→ EXERCISE DESCRIPTION
Each line of the data that includes the string "thread" is to be copied out.

[Stored data]

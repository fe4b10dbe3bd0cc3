//! Periodic background auto-save of the live arrangement to `layouts/autosave.json`.
//!
//! Dirtiness is tracked with generation counters: every change bumps `generation`, every
//! successful write of a snapshot captured at generation `g` raises `saved` to `g`. The state
//! is dirty while `generation > saved`, so a change that lands while a write is in flight
//! keeps the flag set.
//!
//! Writes run on a dedicated worker thread. Queued jobs are coalesced: only the newest pending
//! snapshot is written.

use std::path::PathBuf;
use std::sync::Arc;
use std::sync::atomic::{AtomicU64, Ordering};
use std::sync::mpsc;
use std::thread::{self, JoinHandle};
use std::time::Duration;

use crate::docking::DockingManager;

use super::error::LayoutResult;
use super::snapshot::LayoutSnapshot;
use super::store::LayoutStore;

#[derive(Debug, Default)]
pub struct DirtyTracker {
    generation: AtomicU64,
    saved: AtomicU64,
}

impl DirtyTracker {
    /// Record a change. Returns the new generation.
    pub fn mark_dirty(&self) -> u64 {
        self.generation.fetch_add(1, Ordering::AcqRel) + 1
    }

    pub fn generation(&self) -> u64 {
        self.generation.load(Ordering::Acquire)
    }

    pub fn saved_generation(&self) -> u64 {
        self.saved.load(Ordering::Acquire)
    }

    pub fn is_dirty(&self) -> bool {
        self.generation() > self.saved_generation()
    }

    /// Record that the state of `generation` reached disk.
    pub fn mark_saved(&self, generation: u64) {
        self.saved.fetch_max(generation, Ordering::AcqRel);
    }
}

/// Outcome of one auto-save write, reported back from the worker.
#[derive(Debug)]
pub struct SaveReport {
    pub generation: u64,
    pub path: PathBuf,
    pub result: LayoutResult<()>,
}

#[derive(Debug)]
struct SaveJob {
    generation: u64,
    snapshot: LayoutSnapshot,
}

#[derive(Debug)]
enum SaveMsg {
    Save(SaveJob),
    Shutdown,
}

struct SaveWorker {
    sender: mpsc::Sender<SaveMsg>,
    handle: Option<JoinHandle<()>>,
    reports: mpsc::Receiver<SaveReport>,
}

impl SaveWorker {
    fn start(store: LayoutStore, tracker: Arc<DirtyTracker>) -> std::io::Result<Self> {
        let (tx, rx) = mpsc::channel::<SaveMsg>();
        let (report_tx, report_rx) = mpsc::channel::<SaveReport>();

        let handle = thread::Builder::new()
            .name("layout-autosave".into())
            .spawn(move || save_loop(&store, &tracker, &rx, &report_tx))?;

        Ok(Self {
            sender: tx,
            handle: Some(handle),
            reports: report_rx,
        })
    }

    fn send(&self, job: SaveJob) -> Result<(), mpsc::SendError<SaveMsg>> {
        self.sender.send(SaveMsg::Save(job))
    }
}

impl Drop for SaveWorker {
    fn drop(&mut self) {
        self.sender.send(SaveMsg::Shutdown).ok();
        if let Some(handle) = self.handle.take() {
            if handle.join().is_err() {
                log::error!("layout auto-save thread panicked");
            }
        }
    }
}

fn save_loop(
    store: &LayoutStore,
    tracker: &DirtyTracker,
    rx: &mpsc::Receiver<SaveMsg>,
    reports: &mpsc::Sender<SaveReport>,
) {
    loop {
        let Ok(first) = rx.recv() else {
            return;
        };

        let mut latest: Option<SaveJob> = None;
        let mut shutdown = false;
        for msg in std::iter::once(first).chain(rx.try_iter()) {
            match msg {
                SaveMsg::Save(job) => latest = Some(job),
                SaveMsg::Shutdown => shutdown = true,
            }
        }

        if let Some(job) = latest {
            let report = write_job(store, tracker, job);
            reports.send(report).ok();
        }
        if shutdown {
            return;
        }
    }
}

fn write_job(store: &LayoutStore, tracker: &DirtyTracker, job: SaveJob) -> SaveReport {
    let path = store.autosave_path();
    let result = store.write(&path, &job.snapshot);
    match &result {
        Ok(()) => {
            tracker.mark_saved(job.generation);
            log::debug!("auto-saved generation {} to {}", job.generation, path.display());
        }
        Err(err) => log::warn!("auto-save of generation {} failed: {err}", job.generation),
    }
    SaveReport {
        generation: job.generation,
        path,
        result,
    }
}

/// Interval-driven auto-save. Driven by [`Self::tick`] from the host's timer.
pub struct AutoSave {
    interval: Duration,
    elapsed: Duration,
    store: LayoutStore,
    tracker: Arc<DirtyTracker>,
    worker: Option<SaveWorker>,
    dispatched: u64,
}

impl AutoSave {
    /// `background` runs writes on a worker thread; if the thread cannot be spawned, writes fall
    /// back to the calling thread.
    pub fn new(store: LayoutStore, interval: Duration, background: bool) -> Self {
        let tracker = Arc::new(DirtyTracker::default());
        let worker = if background {
            match SaveWorker::start(store.clone(), Arc::clone(&tracker)) {
                Ok(worker) => Some(worker),
                Err(err) => {
                    log::warn!("cannot start auto-save thread, saving inline: {err}");
                    None
                }
            }
        } else {
            None
        };
        Self {
            interval,
            elapsed: Duration::ZERO,
            store,
            tracker,
            worker,
            dispatched: 0,
        }
    }

    pub fn tracker(&self) -> &Arc<DirtyTracker> {
        &self.tracker
    }

    pub fn mark_dirty(&self) -> u64 {
        self.tracker.mark_dirty()
    }

    pub fn is_dirty(&self) -> bool {
        self.tracker.is_dirty()
    }

    pub fn is_background(&self) -> bool {
        self.worker.is_some()
    }

    /// Advance the timer. When the interval elapses and there are unsaved changes, capture `dock`
    /// and save it. Returns whether a save was started.
    pub fn tick(&mut self, dt: Duration, dock: &DockingManager) -> bool {
        self.elapsed += dt;
        if self.elapsed < self.interval {
            return false;
        }
        self.elapsed = Duration::ZERO;
        self.save_if_dirty(dock)
    }

    /// Start a save of `dock` now if anything changed since the last one was dispatched.
    pub fn save_if_dirty(&mut self, dock: &DockingManager) -> bool {
        let generation = self.tracker.generation();
        if !self.tracker.is_dirty() || generation <= self.dispatched {
            return false;
        }
        let job = SaveJob {
            generation,
            snapshot: LayoutSnapshot::capture("Autosave", "", None, dock),
        };
        self.dispatched = generation;

        let unsent = match &self.worker {
            Some(worker) => match worker.send(job) {
                Ok(()) => return true,
                Err(mpsc::SendError(msg)) => msg,
            },
            None => SaveMsg::Save(job),
        };
        let SaveMsg::Save(job) = unsent else {
            return false;
        };
        if self.worker.take().is_some() {
            log::warn!("auto-save thread gone, saving inline");
        }
        let report = write_job(&self.store, &self.tracker, job);
        if report.result.is_err() {
            self.retry_after_failure();
        }
        true
    }

    /// Let the next tick retry everything not yet on disk.
    fn retry_after_failure(&mut self) {
        self.dispatched = self.tracker.saved_generation();
    }

    /// Drain finished background writes.
    pub fn poll_reports(&mut self) -> Vec<SaveReport> {
        let reports: Vec<SaveReport> = self
            .worker
            .as_ref()
            .map(|w| w.reports.try_iter().collect())
            .unwrap_or_default();
        if reports.iter().any(|r| r.result.is_err()) {
            self.retry_after_failure();
        }
        reports
    }

    /// Wait up to `timeout` for the next background write to finish.
    pub fn recv_report(&mut self, timeout: Duration) -> Option<SaveReport> {
        let report = self.worker.as_ref()?.reports.recv_timeout(timeout).ok()?;
        if report.result.is_err() {
            self.retry_after_failure();
        }
        Some(report)
    }

    /// Stop the worker (letting queued writes finish), then write synchronously if still dirty.
    ///
    /// Returns whether a final write happened.
    pub fn shutdown(&mut self, dock: &DockingManager) -> LayoutResult<bool> {
        self.worker = None;
        if !self.tracker.is_dirty() {
            return Ok(false);
        }
        let generation = self.tracker.generation();
        let snapshot = LayoutSnapshot::capture("Autosave", "", None, dock);
        let path = self.store.autosave_path();
        self.store.write(&path, &snapshot)?;
        self.tracker.mark_saved(generation);
        self.dispatched = generation;
        log::info!("final auto-save to {}", path.display());
        Ok(true)
    }
}
impl ScrollCoordinator {
    pub fn new(options: ScrollOptions) -> Self {
        Self {
            options,
            ..Default::default()
        }
    }

    // ------------------------------------------------------------------------------------------
    // Queries

    pub fn scrollables(&self) -> &BTreeMap<PanelId, ScrollRegistration> {
        &self.scrollables
    }

    pub fn registration(&self, panel_id: &str) -> Option<&ScrollRegistration> {
        self.scrollables.get(panel_id)
    }

    pub fn offset(&self, panel_id: &str) -> Option<f32> {
        self.scrollables.get(panel_id).map(|r| r.offset)
    }

    /// Current offset as a fraction of the maximum, for minimaps.
    pub fn scroll_progress(&self, panel_id: &str) -> Option<f32> {
        self.scrollables.get(panel_id).map(ScrollRegistration::progress)
    }

    pub fn is_animating(&self, panel_id: &str) -> bool {
        self.animations.contains_key(panel_id)
    }

    pub fn animation(&self, panel_id: &str) -> Option<&ScrollAnimation> {
        self.animations.get(panel_id)
    }

    pub fn memory(&self) -> &ScrollPositionMemory {
        &self.memory
    }

    pub fn sync_groups(&self) -> &BTreeMap<SyncGroupId, SyncGroup> {
        &self.groups
    }

    pub fn sync_group(&self, group_id: &str) -> Option<&SyncGroup> {
        self.groups.get(group_id)
    }

    pub fn sync_group_of(&self, panel_id: &str) -> Option<&SyncGroup> {
        self.membership.get(panel_id).and_then(|g| self.groups.get(g))
    }

    // ------------------------------------------------------------------------------------------
    // Registration

    /// Start tracking `panel_id`. If an offset is remembered for it, animate there.
    ///
    /// Registering an already-registered panel only updates its `max_offset`. Returns `true` for a
    /// new registration.
    pub fn register_scrollable(&mut self, panel_id: impl Into<PanelId>, initial_offset: f32, max_offset: f32) -> bool {
        let panel_id = panel_id.into();
        if self.scrollables.contains_key(&panel_id) {
            self.set_max_offset(&panel_id, max_offset);
            return false;
        }

        let max_offset = sanitize(max_offset);
        let offset = sanitize(initial_offset).min(max_offset);
        self.scrollables.insert(
            panel_id.clone(),
            ScrollRegistration {
                panel_id: panel_id.clone(),
                offset,
                max_offset,
            },
        );
        log::debug!("scroll: registered {panel_id:?} at {offset}/{max_offset}");

        if let Some(remembered) = self.memory.get(&panel_id) {
            let duration = self.options.programmatic_duration();
            self.animate_to(&panel_id, remembered, AnimationKind::Programmatic, duration);
        }
        true
    }

    /// Stop tracking `panel_id`, remembering its offset when configured to. Sync group membership
    /// is kept so a remounted panel rejoins its group.
    pub fn unregister_scrollable(&mut self, panel_id: &str) -> Option<ScrollRegistration> {
        let registration = self.scrollables.remove(panel_id)?;
        self.animations.remove(panel_id);
        self.pending.retain(|u| u.panel_id != panel_id);
        if self.options.remember_on_unregister {
            self.memory.save(panel_id, registration.offset);
        }
        log::debug!("scroll: unregistered {panel_id:?} at {}", registration.offset);
        Some(registration)
    }

    /// Update the scrollable extent (e.g. after a resize). The offset and any animation target are
    /// clamped into the new range.
    pub fn set_max_offset(&mut self, panel_id: &str, max_offset: f32) -> bool {
        let Some(registration) = self.scrollables.get_mut(panel_id) else {
            return false;
        };
        registration.max_offset = sanitize(max_offset);
        let max = registration.max_offset;
        let offset = registration.offset;
        if let Some(anim) = self.animations.get_mut(panel_id) {
            anim.clamp_target(max);
        }
        if offset > max {
            self.apply_offset(panel_id, max, ScrollSource::User);
        }
        true
    }

    // ------------------------------------------------------------------------------------------
    // Scrolling

    /// Direct user scroll. Cancels any animation of this panel.
    pub fn set_offset(&mut self, panel_id: &str, offset: f32) -> bool {
        if !self.scrollables.contains_key(panel_id) || !offset.is_finite() {
            return false;
        }
        self.animations.remove(panel_id);
        self.apply_offset(panel_id, offset, ScrollSource::User);
        true
    }

    pub fn scroll_by(&mut self, panel_id: &str, delta: f32) -> bool {
        match self.offset(panel_id) {
            Some(offset) => self.set_offset(panel_id, offset + delta),
            None => false,
        }
    }

    /// Fling with `velocity` px/s. Slow flings are ignored.
    ///
    /// The panel eases towards `offset + velocity * damping_factor`, clamped. Replaces any running
    /// animation of this panel. Returns whether an animation started.
    pub fn perform_momentum_scroll(&mut self, panel_id: &str, velocity: f32) -> bool {
        if !velocity.is_finite() || velocity.abs() < self.options.min_velocity {
            return false;
        }
        let Some(offset) = self.offset(panel_id) else {
            return false;
        };
        let target = offset + velocity * self.options.damping_factor;
        let duration = self.options.momentum_duration(velocity);
        self.animate_to(panel_id, target, AnimationKind::Momentum, duration)
    }

    /// Animate to `progress` (clamped to `0..=1`) of the scrollable range.
    pub fn scroll_to_progress(&mut self, panel_id: &str, progress: f32) -> bool {
        if progress.is_nan() {
            return false;
        }
        let Some(max) = self.scrollables.get(panel_id).map(|r| r.max_offset) else {
            return false;
        };
        let duration = self.options.programmatic_duration();
        self.animate_to(panel_id, max * progress.clamp(0.0, 1.0), AnimationKind::Programmatic, duration)
    }

    fn animate_to(&mut self, panel_id: &str, target: f32, kind: AnimationKind, duration: Duration) -> bool {
        let Some(registration) = self.scrollables.get(panel_id) else {
            return false;
        };
        let target = target.clamp(0.0, registration.max_offset);
        let from = registration.offset;
        if target == from {
            self.animations.remove(panel_id);
            return false;
        }

        log::trace!("scroll: {kind:?} {panel_id:?} {from} -> {target} over {duration:?}");
        self.animations
            .insert(panel_id.to_owned(), ScrollAnimation::new(kind, from, target, duration));
        true
    }

    /// Advance all animations by `dt` and return every offset change since the last call.
    pub fn tick(&mut self, dt: Duration) -> Vec<ScrollUpdate> {
        let ids: Vec<PanelId> = self.animations.keys().cloned().sorted().collect();
        for id in ids {
            let Some(anim) = self.animations.get_mut(&id) else {
                continue;
            };
            let value = anim.advance(dt);
            let source = match anim.kind {
                AnimationKind::Momentum => ScrollSource::Momentum,
                AnimationKind::Programmatic => ScrollSource::Programmatic,
            };
            if anim.is_finished() {
                self.animations.remove(&id);
            }
            self.apply_offset(&id, value, source);
        }
        self.take_updates()
    }

    /// Drain queued offset changes without advancing animations.
    pub fn take_updates(&mut self) -> Vec<ScrollUpdate> {
        std::mem::take(&mut self.pending)
    }

    fn apply_offset(&mut self, panel_id: &str, offset: f32, source: ScrollSource) {
        let Some(registration) = self.scrollables.get_mut(panel_id) else {
            return;
        };
        let offset = offset.clamp(0.0, registration.max_offset);
        if offset == registration.offset {
            return;
        }
        registration.offset = offset;
        self.pending.push(ScrollUpdate {
            panel_id: panel_id.to_owned(),
            offset,
            source,
        });
        self.propagate(panel_id, offset);
    }

    fn propagate(&mut self, from: &str, offset: f32) {
        let Some(group) = self.membership.get(from).and_then(|g| self.groups.get(g)) else {
            return;
        };
        for follower in group.followers(from) {
            if self.animations.contains_key(follower) {
                continue;
            }
            let Some(registration) = self.scrollables.get_mut(follower) else {
                continue;
            };
            let target = offset.clamp(0.0, registration.max_offset);
            if target == registration.offset {
                continue;
            }
            registration.offset = target;
            log::trace!("scroll: sync {from:?} -> {follower:?} at {target}");
            self.pending.push(ScrollUpdate {
                panel_id: follower.clone(),
                offset: target,
                source: ScrollSource::Sync { from: from.to_owned() },
            });
        }
    }

    // ------------------------------------------------------------------------------------------
    // Sync groups

    /// Create (or replace) sync group `group_id` with `members`.
    ///
    /// A panel is in at most one group: members of another group move to this one.
    pub fn create_sync_group<I, S>(&mut self, group_id: impl Into<SyncGroupId>, members: I, mode: SyncMode)
    where
        I: IntoIterator<Item = S>,
        S: Into<PanelId>,
    {
        let group_id = group_id.into();
        self.remove_sync_group(&group_id);
        self.groups.insert(group_id.clone(), SyncGroup::new(group_id.clone(), mode));
        for member in members {
            self.add_to_sync_group(&group_id, member);
        }
        log::debug!("scroll: created sync group {group_id:?} ({mode:?})");
    }

    /// Add `panel_id` to an existing group, leaving any previous group.
    pub fn add_to_sync_group(&mut self, group_id: &str, panel_id: impl Into<PanelId>) -> bool {
        let panel_id = panel_id.into();
        if !self.groups.contains_key(group_id) {
            return false;
        }
        if let Some(previous) = self.membership.get(&panel_id) {
            if previous == group_id {
                return true;
            }
            log::warn!("scroll: {panel_id:?} moves from sync group {previous:?} to {group_id:?}");
            self.remove_from_sync_group(&panel_id);
        }
        if let Some(group) = self.groups.get_mut(group_id) {
            group.members.insert(panel_id.clone());
            self.membership.insert(panel_id, group_id.to_owned());
        }
        true
    }

    /// Returns the group `panel_id` left.
    pub fn remove_from_sync_group(&mut self, panel_id: &str) -> Option<SyncGroupId> {
        let group_id = self.membership.remove(panel_id)?;
        if let Some(group) = self.groups.get_mut(&group_id) {
            group.members.remove(panel_id);
        }
        Some(group_id)
    }

    pub fn remove_sync_group(&mut self, group_id: &str) -> Option<SyncGroup> {
        let group = self.groups.remove(group_id)?;
        for member in &group.members {
            self.membership.remove(member);
        }
        Some(group)
    }

    // ------------------------------------------------------------------------------------------
    // Memory

    /// Remember the live offset of `panel_id`.
    pub fn save_scroll_position(&mut self, panel_id: &str) -> bool {
        let Some(offset) = self.offset(panel_id) else {
            return false;
        };
        self.memory.save(panel_id, offset);
        true
    }

    /// Animate `panel_id` back to its remembered offset.
    pub fn restore_scroll_position(&mut self, panel_id: &str) -> bool {
        match self.memory.get(panel_id) {
            Some(offset) => {
                let duration = self.options.programmatic_duration();
                self.animate_to(panel_id, offset, AnimationKind::Programmatic, duration)
            }
            None => false,
        }
    }

    /// Forget one panel's remembered offset, or all of them with `None`.
    pub fn clear_scroll_memory(&mut self, panel_id: Option<&str>) {
        match panel_id {
            Some(id) => {
                self.memory.remove(id);
            }
            None => self.memory.clear(),
        }
    }
}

→ ANSWER AREA
//! Writes run on a dedicated worker thread. Queued jobs are coalesced: only the newest pending
use std::thread::{self, JoinHandle};
        let handle = thread::Builder::new()
                log::error!("layout auto-save thread panicked");
    /// `background` runs writes on a worker thread; if the thread cannot be spawned, writes fall
    /// back to the calling thread.
                    log::warn!("cannot start auto-save thread, saving inline: {err}");
            log::warn!("auto-save thread gone, saving inline");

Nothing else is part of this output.